## Access files in Object Storage with R

This notebook shows you how to access data files stored in Object Storage by using the R programming language and SparkR, the light-weight frontend to use Apache Spark from R. 


## Table of contents

1. [Load data](#load_data)
1. [Access data](#access_data)
    1. [Access data by using R](#access_data_using_R)
    1. [Access data by using SparkR](#access_data_using_SparkR)
1. [Summary](#summary)

<a id="load_data"></a>
## Load data

Before you begin analyzing data in data files in your notebook, you must add the data files to the notebook. When you load data files to your notebook, these files are stored in Object Storage. 

To add files that you want to use in a notebook to Object Storage, click the **Data** icon on the notebook action bar. You can either drag the file that you want to add to the `Data` pane or click **Add Source** and browse to the file.

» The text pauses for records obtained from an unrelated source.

//! Storage Layer
//!
//! Locates the per-user directories the scanner reads its settings from.

use anyhow::Result;
use std::path::PathBuf;

const CONFIG_FILE: &str = "config.toml";

fn project_dirs() -> Result<directories::ProjectDirs> {
    directories::ProjectDirs::from("com", "scalereader", "ScaleReader")
        .ok_or_else(|| anyhow::anyhow!("Could not determine home directory"))
}

/// Default location of the configuration file
///
/// Only resolves the path; the directory may not exist yet.
pub fn default_config_path() -> Result<PathBuf> {
    Ok(project_dirs()?.config_dir().join(CONFIG_FILE))
}
//! Message types sent from the scanner to the display

use crate::vision::WeightReading;

/// Messages sent from the scanning loop to the display thread
#[derive(Debug, Clone)]
pub enum ScannerEvent {
    /// A frame produced a candidate reading
    Reading(WeightReading),
    /// Scanning started
    Started,
    /// The frame source ran dry or scanning was stopped
    Stopped,
}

The data files are listed on the `Data` pane. 

<a id="access_data"></a>
## Access data

To access data in a file in Object Storage, you need the Object Storage authentication credentials. 

Click the next code cell to set the focus on the cell. To add the credentials to access the data file to this code cell, select **Insert to code>Credentials** on the data file that you loaded in the `Data` pane.

This action returns an R `list` object with the credentials required to access the file in Object Storage. 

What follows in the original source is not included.